Concept
Scientific knowledge is open to question and revision as new ideas surface and new evidence is discovered.
One doesn’t always have to leave the city to find fossils. Paleontologist Anna Holden works smack dab in the middle of Los Angeles studying insects (some 50,000 years old!) excavated from the Rancho La Brea Tar Pits. She uses data on the temperature and moisture needs of those bugs to figure out what the climate of the Los Angeles Basin must have been long before humans arrived and began sweating through traffic jams. While other work suggests that the saber-toothed cats sucked into the tar inhabited a wetter, cooler version of Los Angeles, her research points to a different interpretation. She explains,
I noticed that climate reconstructions of LA were often based on organisms that are not ecologically sensitive — for example they can live in many types of habitats and climatic ranges. Or, if they are restricted to local environments, they hadn’t been analyzed with modern methods that would extract the necessary data. In contrast, when I started looking at all the insects found at the Rancho La Brea Tar Pits, I thought that the climate being significantly colder and much wetter doesn’t make any sense.

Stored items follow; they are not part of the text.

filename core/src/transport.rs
//! Transport
//!
//! The session client only needs a `send(request) -> response`
//! collaborator; everything else about the network (retries, TLS,
//! proxies) is out of scope. The trait seam exists so tests can swap
//! in a scripted backend.

use async_trait::async_trait;

use crate::config::AgentConfig;
use crate::error::TransportError;
use crate::protocol::{TalkRequest, TalkResponse};

/// One-request-per-turn exchange with the agent backend.
#[async_trait]
pub trait Transport: Send + Sync {
    async fn send(&self, request: &TalkRequest) -> Result<TalkResponse, TransportError>;
}

/// HTTP transport: a JSON POST per turn.
pub struct HttpTransport {
    endpoint: String,
    http_client: reqwest::Client,
}

impl HttpTransport {
    pub fn new(config: AgentConfig) -> Result<Self, TransportError> {
        let http_client = reqwest::Client::builder()
            .timeout(config.timeout)
            .build()?;
        Ok(Self {
            endpoint: config.endpoint,
            http_client,
        })
    }
}

#[async_trait]
impl Transport for HttpTransport {
    async fn send(&self, request: &TalkRequest) -> Result<TalkResponse, TransportError> {
        let response = self
            .http_client
            .post(&self.endpoint)
            .json(request)
            .send()
            .await?;

        let status = response.status();
        if !status.is_success() {
            return Err(TransportError::Status(status.as_u16()));
        }

        let body = response.text().await?;
        serde_json::from_str(&body).map_err(TransportError::Decode)
    }
}
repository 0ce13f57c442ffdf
use serde::Serialize;
use std::fmt;
use std::time::Duration;

use crate::config::PipelineConfig;

/// The explicit lifecycle of one voice-command session.
/// Exactly one is active at any instant.
#[derive(Debug, Clone, Copy, Default, PartialEq, Eq, Hash, Serialize)]
pub enum PipelineState {
    #[default]
    Idle,
    /// Speech in progress.
    Listening,
    /// Speech ended, waiting for the final transcript.
    Transcribing,
    /// Resolving an intent; also hosts the cancel window.
    Parsing,
    /// Waiting for a yes/no or a re-spoken command.
    Confirming,
    /// Dispatch issued, waiting for the executor.
    Executing,
    /// Spoken feedback in flight.
    Speaking,
    /// Always recovers to Idle.
    Error,
}

impl fmt::Display for PipelineState {
    fn fmt(&self, f: &mut fmt::Formatter<'_>) -> fmt::Result {
        fmt::Debug::fmt(self, f)
    }
}

/// What a scheduled timer means when it fires.
#[derive(Debug, Clone, Copy, PartialEq, Eq, Hash, Serialize)]
pub enum TimerKind {
    StateTimeout(PipelineState),
    CancelWindow,
}

impl PipelineState {
    /// Deadline scheduled on entry. Idle waits forever.
    pub fn timeout(&self, config: &PipelineConfig) -> Option<Duration> {
        let t = &config.timeouts;
        match self {
            PipelineState::Idle => None,
            PipelineState::Listening => Some(t.listening()),
            PipelineState::Transcribing => Some(t.transcribing()),
            PipelineState::Parsing => Some(t.parsing()),
            PipelineState::Confirming => Some(t.confirming()),
            PipelineState::Executing => Some(t.executing()),
            PipelineState::Speaking => Some(t.speaking()),
            PipelineState::Error => Some(t.error_recovery()),
        }
    }

    /// States an explicit cancel can leave.
    pub fn is_cancellable(&self) -> bool {
        !matches!(self, PipelineState::Idle | PipelineState::Error)
    }
}
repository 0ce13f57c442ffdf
use crate::intent::normalize::Utterance;
use crate::intent::types::Intent;

pub const REPEAT_PROMPT: &str = "Sorry, I didn't understand. Could you say that again?";
pub const LOW_CONFIDENCE_PROMPT: &str = "Sorry, I didn't catch that. Could you repeat?";
pub const CANCELLED: &str = "Cancelled.";

const AFFIRMATIVE: [&str; 12] = [
    "yes", "yeah", "yep", "yup", "sure", "ok", "okay", "confirm", "correct", "affirmative", "do it",
    "go ahead",
];

// "stop" is a transport command, not a refusal.
const NEGATIVE: [&str; 9] = ["no", "nope", "nah", "cancel", "negative", "never mind", "nevermind", "don't", "dont"];

#[derive(Debug, Clone, Copy, PartialEq, Eq)]
pub enum Reply {
    Affirmative,
    Negative,
    /// Anything else: treated as a fresh command.
    Other,
}

/// Outcome of the confidence gate.
#[derive(Debug, Clone, PartialEq, Eq)]
pub enum Gate {
    Confirm { prompt: String },
    Proceed,
}

/// Decides when to ask, what to ask, and how to read the answer.
#[derive(Debug, Clone)]
pub struct ConfirmationCoordinator {
    threshold: f32,
}

impl ConfirmationCoordinator {
    pub fn new(threshold: f32) -> Self {
        Self { threshold }
    }

    pub fn threshold(&self) -> f32 {
        self.threshold
    }

    pub fn gate(&self, intent: &Intent) -> Gate {
        if intent.needs_clarification() || intent.confidence() < self.threshold {
            Gate::Confirm { prompt: Self::prompt(intent) }
        } else {
            Gate::Proceed
        }
    }

    /// "Undo?" for a plain intent, the clarification question otherwise.
    pub fn prompt(intent: &Intent) -> String {
        match intent.clarification_prompt() {
            Some(question) => question.to_string(),
            None => format!("{}?", intent.summary()),
        }
    }

    /// Whole-utterance, case-insensitive match against a small grammar.
    pub fn classify(&self, reply: &Utterance) -> Reply {
        let text = reply.text();
        if AFFIRMATIVE.contains(&text) {
            Reply::Affirmative
        } else if NEGATIVE.contains(&text) {
            Reply::Negative
        } else {
            Reply::Other
        }
    }
}

#[cfg(test)]
mod tests {
    use super::*;
    use crate::intent::parser::parse;
    use crate::kernel::context::HoverContext;

    #[test]
    fn classifies_exact_replies_only() {
        let c = ConfirmationCoordinator::new(0.85);
        assert_eq!(c.classify(&Utterance::new("Yes.")), Reply::Affirmative);
        assert_eq!(c.classify(&Utterance::new("go ahead")), Reply::Affirmative);
        assert_eq!(c.classify(&Utterance::new("NO")), Reply::Negative);
        assert_eq!(c.classify(&Utterance::new("yes please mute track 2")), Reply::Other);
        assert_eq!(c.classify(&Utterance::new("Stop!")), Reply::Other);
    }

    #[test]
    fn low_confidence_intent_asks() {
        let c = ConfirmationCoordinator::new(0.85);
        let undo = parse(&Utterance::new("undo"), 0.5, &HoverContext::default()).unwrap();
        assert_eq!(c.gate(&undo), Gate::Confirm { prompt: "Undo?".to_string() });

        let play = parse(&Utterance::new("play"), 0.95, &HoverContext::default()).unwrap();
        assert_eq!(c.gate(&play), Gate::Proceed);
    }

    #[test]
    fn clarification_asks_even_when_confident() {
        let c = ConfirmationCoordinator::new(0.5);
        let mute = parse(&Utterance::new("mute"), 0.99, &HoverContext::default()).unwrap();
        assert_eq!(
            c.gate(&mute),
            Gate::Confirm { prompt: "Which track would you like to mute?".to_string() }
        );
    }
}
use tracing::warn;

use crate::config::PipelineConfig;
use crate::error::DispatchError;
use crate::intent::types::*;
use crate::services::executor::{ActionExecutor, BarSpan, ExecutionResult, ExecutorCommand, TrackRef};

pub const FAILURE_PHRASE: &str = "Sorry, that didn't work.";

const MIN_VOLUME_DB: f32 = -96.0;
const MAX_VOLUME_DB: f32 = 12.0;
const MAX_VOLUME_STEP_DB: f32 = 48.0;
const MAX_PAN: u32 = 100;

/// Translates intents into executor commands and builds spoken results.
#[derive(Debug, Clone)]
pub struct Dispatcher {
    max_track: u32,
    max_bar: u32,
}

impl Dispatcher {
    pub fn new(max_track: u32, max_bar: u32) -> Self {
        Self { max_track, max_bar }
    }

    pub fn from_config(config: &PipelineConfig) -> Self {
        Self::new(config.max_track, config.max_bar)
    }

    /// Validates preconditions and maps to the executor vocabulary.
    /// Nothing is sent when this fails.
    ///
    /// The action strings are the executor's own names (`"start"` for play,
    /// `"locate"` for a bar jump, and so on), listed on
    /// [`ExecutorCommand`](crate::services::executor::ExecutorCommand), not
    /// the spoken verbs.
    pub fn prepare(&self, intent: &Intent) -> Result<ExecutorCommand, DispatchError> {
        let command = match intent.action() {
            Action::Transport(action) => ExecutorCommand::Transport {
                action: match action {
                    TransportAction::Play => "start",
                    TransportAction::Stop => "stop",
                    TransportAction::Pause => "pause",
                    TransportAction::Record => "record",
                },
            },
            Action::Edit(action) => ExecutorCommand::Edit {
                action: match action {
                    EditAction::Undo => "undo",
                    EditAction::Redo => "redo",
                },
            },
            Action::Project(ProjectAction::Save) => ExecutorCommand::Project { action: "save" },
            Action::Navigation(action) => match action {
                NavigationAction::GotoBar(bar) => {
                    ExecutorCommand::Navigation { action: "locate", bar: Some(self.bar(*bar)?) }
                }
                NavigationAction::GotoStart => ExecutorCommand::Navigation { action: "locate_start", bar: None },
                NavigationAction::GotoEnd => ExecutorCommand::Navigation { action: "locate_end", bar: None },
                NavigationAction::NextMarker => ExecutorCommand::Navigation { action: "marker_next", bar: None },
                NavigationAction::PreviousMarker => {
                    ExecutorCommand::Navigation { action: "marker_prev", bar: None }
                }
            },
            Action::Track { action, target } => ExecutorCommand::Track {
                action: match action {
                    TrackAction::Mute => "mute_on",
                    TrackAction::Unmute => "mute_off",
                    TrackAction::Solo => "solo_on",
                    TrackAction::Unsolo => "solo_off",
                    TrackAction::Arm => "rec_arm_on",
                    TrackAction::Disarm => "rec_arm_off",
                    TrackAction::Select => "select",
                },
                target: self.track(*target)?,
            },
            Action::Mixer { action, target } => {
                let target = self.track(*target)?;
                match action {
                    MixerAction::SetVolume(db) => {
                        if !(MIN_VOLUME_DB..=MAX_VOLUME_DB).contains(db) {
                            return Err(DispatchError::InvalidParameter(format!("volume {} dB", db)));
                        }
                        ExecutorCommand::Mixer { action: "volume_set", target, value: *db }
                    }
                    MixerAction::AdjustVolume(delta) => {
                        if delta.abs() > MAX_VOLUME_STEP_DB {
                            return Err(DispatchError::InvalidParameter(format!("volume step {} dB", delta)));
                        }
                        ExecutorCommand::Mixer { action: "volume_nudge", target, value: *delta }
                    }
                    MixerAction::SetPan(pan) => {
                        if pan.unsigned_abs() > MAX_PAN {
                            return Err(DispatchError::InvalidParameter(format!("pan {}", pan)));
                        }
                        ExecutorCommand::Mixer { action: "pan_set", target, value: *pan as f32 / 100.0 }
                    }
                }
            }
            Action::PunchLoop(action) => match action {
                PunchLoopAction::LoopOn => ExecutorCommand::PunchLoop { action: "loop_enable", span: None },
                PunchLoopAction::LoopOff => ExecutorCommand::PunchLoop { action: "loop_disable", span: None },
                PunchLoopAction::SetLoop(range) => {
                    ExecutorCommand::PunchLoop { action: "loop_range", span: Some(self.range(*range)?) }
                }
                PunchLoopAction::PunchIn(bar) => {
                    ExecutorCommand::PunchLoop { action: "punch_in", span: Some(BarSpan::At(self.bar(*bar)?)) }
                }
                PunchLoopAction::PunchOut(bar) => {
                    ExecutorCommand::PunchLoop { action: "punch_out", span: Some(BarSpan::At(self.bar(*bar)?)) }
                }
                PunchLoopAction::SetPunch(range) => {
                    ExecutorCommand::PunchLoop { action: "punch_range", span: Some(self.range(*range)?) }
                }
            },
        };
        Ok(command)
    }

    fn track(&self, target: Option<Target>) -> Result<TrackRef, DispatchError> {
        match target {
            Some(Target::All) => Ok(TrackRef::All),
            Some(Target::Track(n)) if (1..=self.max_track).contains(&n) => Ok(TrackRef::Index(n)),
            Some(Target::Track(n)) => Err(DispatchError::InvalidTrackNumber(n)),
            None => Err(DispatchError::MissingTarget),
        }
    }

    fn bar(&self, bar: u32) -> Result<u32, DispatchError> {
        if (1..=self.max_bar).contains(&bar) {
            Ok(bar)
        } else {
            Err(DispatchError::InvalidBar(bar))
        }
    }

    fn range(&self, range: BarRange) -> Result<BarSpan, DispatchError> {
        let start = self.bar(range.start)?;
        let end = self.bar(range.end)?;
        if start >= end {
            return Err(DispatchError::InvalidParameter(format!("bar range {} to {}", start, end)));
        }
        Ok(BarSpan::Range(start, end))
    }

    /// Short spoken result for a successful dispatch.
    pub fn confirmation(&self, intent: &Intent) -> String {
        let subject = |target: Option<Target>, verb: &str| match target {
            Some(Target::All) => format!("All tracks {}.", verb),
            Some(Target::Track(n)) => format!("Track {} {}.", n, verb),
            None => format!("{}.", verb),
        };
        match intent.action() {
            Action::Transport(TransportAction::Play) => "Playing.".into(),
            Action::Transport(TransportAction::Stop) => "Stopped.".into(),
            Action::Transport(TransportAction::Pause) => "Paused.".into(),
            Action::Transport(TransportAction::Record) => "Recording.".into(),
            Action::Edit(EditAction::Undo) => "Undone.".into(),
            Action::Edit(EditAction::Redo) => "Redone.".into(),
            Action::Project(ProjectAction::Save) => "Project saved.".into(),
            Action::Navigation(NavigationAction::GotoBar(bar)) => format!("Bar {}.", bar),
            Action::Navigation(NavigationAction::GotoStart) => "Start.".into(),
            Action::Navigation(NavigationAction::GotoEnd) => "End.".into(),
            Action::Navigation(NavigationAction::NextMarker) => "Next marker.".into(),
            Action::Navigation(NavigationAction::PreviousMarker) => "Previous marker.".into(),
            Action::Track { action, target } => subject(*target, action.participle()),
            Action::Mixer { action, target } => {
                let detail = match action {
                    MixerAction::SetVolume(db) => format!("volume {} dB", fmt_db(*db)),
                    MixerAction::AdjustVolume(d) if *d >= 0.0 => format!("volume up {} dB", fmt_db(*d)),
                    MixerAction::AdjustVolume(d) => format!("volume down {} dB", fmt_db(-*d)),
                    MixerAction::SetPan(pan) => format!("pan {}", fmt_pan(*pan)),
                };
                subject(*target, &detail)
            }
            Action::PunchLoop(PunchLoopAction::LoopOn) => "Loop on.".into(),
            Action::PunchLoop(PunchLoopAction::LoopOff) => "Loop off.".into(),
            Action::PunchLoop(PunchLoopAction::SetLoop(r)) => format!("Loop bars {} to {}.", r.start, r.end),
            Action::PunchLoop(PunchLoopAction::PunchIn(bar)) => format!("Punch in at bar {}.", bar),
            Action::PunchLoop(PunchLoopAction::PunchOut(bar)) => format!("Punch out at bar {}.", bar),
            Action::PunchLoop(PunchLoopAction::SetPunch(r)) => format!("Punch bars {} to {}.", r.start, r.end),
        }
    }
}

/// Issues exactly one executor call. Executor errors are folded into an
/// unsuccessful `ExecutionResult` so the pipeline sees a single shape.
pub async fn execute(executor: &dyn ActionExecutor, command: &ExecutorCommand) -> ExecutionResult {
    let result = match command {
        ExecutorCommand::Transport { action } => executor.transport(action).await,
        ExecutorCommand::Edit { action } => executor.edit(action).await,
        ExecutorCommand::Project { action } => executor.project(action).await,
        ExecutorCommand::Navigation { action, bar } => executor.navigation(action, *bar).await,
        ExecutorCommand::Track { action, target } => executor.track(action, *target).await,
        ExecutorCommand::Mixer { action, target, value } => executor.mixer(action, *target, *value).await,
        ExecutorCommand::PunchLoop { action, span } => executor.punch_loop(action, *span).await,
    };

    match result {
        Ok(result) => result,
        Err(e) => {
            warn!("Executor error for {}: {}", command, e);
            ExecutionResult::failed(e.to_string())
        }
    }
}
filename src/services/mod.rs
pub mod executor;
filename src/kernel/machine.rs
//! The pipeline state machine.
//!
//! **KERNEL LAW**: `apply` is pure with respect to I/O. It never awaits and
//! returns every external action as a `SideEffect`. Events are applied one at
//! a time, each to completion.
//!
//! Timing decisions use the `now` passed with each event. The one reading of
//! a monotonic clock is the parse budget in `resolve`: parsing runs inside
//! `apply`, so only its own duration can show it overran `timeouts.parsing`.

use serde_json::json;
use std::time::Duration;
use tracing::{debug, info, warn};

use super::cancel::CancelWindowCoordinator;
use super::confirm::{ConfirmationCoordinator, Gate, Reply, CANCELLED, LOW_CONFIDENCE_PROMPT, REPEAT_PROMPT};
use super::context::{ContextTracker, HoverContext};
use super::dispatch::Dispatcher;
use super::event::{DispatchTicket, PipelineEvent, SideEffect, TimerId, Transcript};
use super::state::{PipelineState, TimerKind};
use super::telemetry::{EventLog, LogEntry, LogEventKind, Metrics, MetricsSnapshot};
use super::time::Timestamp;
use crate::config::PipelineConfig;
use crate::error::PipelineErrorKind;
use crate::intent::normalize::Utterance;
use crate::intent::parser::parse_with_trace;
use crate::intent::quick::quick_guess;
use crate::intent::types::{Intent, QuickGuess};
use crate::services::executor::ExecutionResult;

#[derive(Debug, Clone, Copy, PartialEq, Eq)]
struct ActiveTimer {
    id: TimerId,
    after: Duration,
}

pub struct PipelineMachine {
    config: PipelineConfig,
    state: PipelineState,

    // Single timer slot. Replacing it cancels the previous one.
    timer: Option<ActiveTimer>,
    timer_seq: u64,

    transcript: Option<Transcript>,
    current_intent: Option<Intent>,
    // Single pending-execution slot shared by the confirmation gate, the
    // cancel window and the in-flight dispatch.
    pending: Option<Intent>,
    ticket: Option<DispatchTicket>,
    ticket_seq: u64,
    utterance_at: Option<Timestamp>,
    last_preview: Option<QuickGuess>,

    context: ContextTracker,
    confirmation: ConfirmationCoordinator,
    cancel_window: CancelWindowCoordinator,
    dispatcher: Dispatcher,
    metrics: Metrics,
    log: EventLog,
}
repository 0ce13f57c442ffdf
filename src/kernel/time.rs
use serde::{Deserialize, Serialize};
use std::time::Duration;

/// Logical milliseconds since the session clock started.
/// The machine never reads a wall clock; the driver stamps every event.
#[derive(Debug, Clone, Copy, Default, PartialEq, Eq, PartialOrd, Ord, Hash, Serialize, Deserialize)]
pub struct Timestamp {
    pub ms: u64,
}

impl Timestamp {
    pub fn new(ms: u64) -> Self {
        Timestamp { ms }
    }

    pub fn advance(&self, by: Duration) -> Self {
        Timestamp { ms: self.ms + by.as_millis() as u64 }
    }

    /// Saturating distance from `earlier` to `self`.
    pub fn since(&self, earlier: Timestamp) -> u64 {
        self.ms.saturating_sub(earlier.ms)
    }
}

/// Driver side: maps real time onto `Timestamp`.
#[derive(Debug, Clone, Copy)]
pub struct SessionClock {
    origin: std::time::Instant,
}

impl SessionClock {
    pub fn start() -> Self {
        Self { origin: std::time::Instant::now() }
    }

    pub fn now(&self) -> Timestamp {
        Timestamp { ms: self.origin.elapsed().as_millis() as u64 }
    }
}

impl Default for SessionClock {
    fn default() -> Self {
        Self::start()
    }
}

Multiple species of ancient La Brea insect fossils are plentiful, and can be individually dated — and all happen to be species that live in warm, dry, Mediterranean habitats, much like the Los Angeles we know today. As more and more data are collected, the weight of the evidence seems to be shifting to support the idea that the LA heat is nothing new. However, many of these species may soon be pushed to their ecological limits by modern climate change.
Citation
- Holden, A. R., J. R. Southon, K. Will, M. E. Kirby, R. L. Aalbu, and M. J. Markey. (2017). A 50,000 year insect record from Rancho La Brea, Southern California: insights into past climate and fossil deposition. Quaternary Science Reviews. 168: 123-136.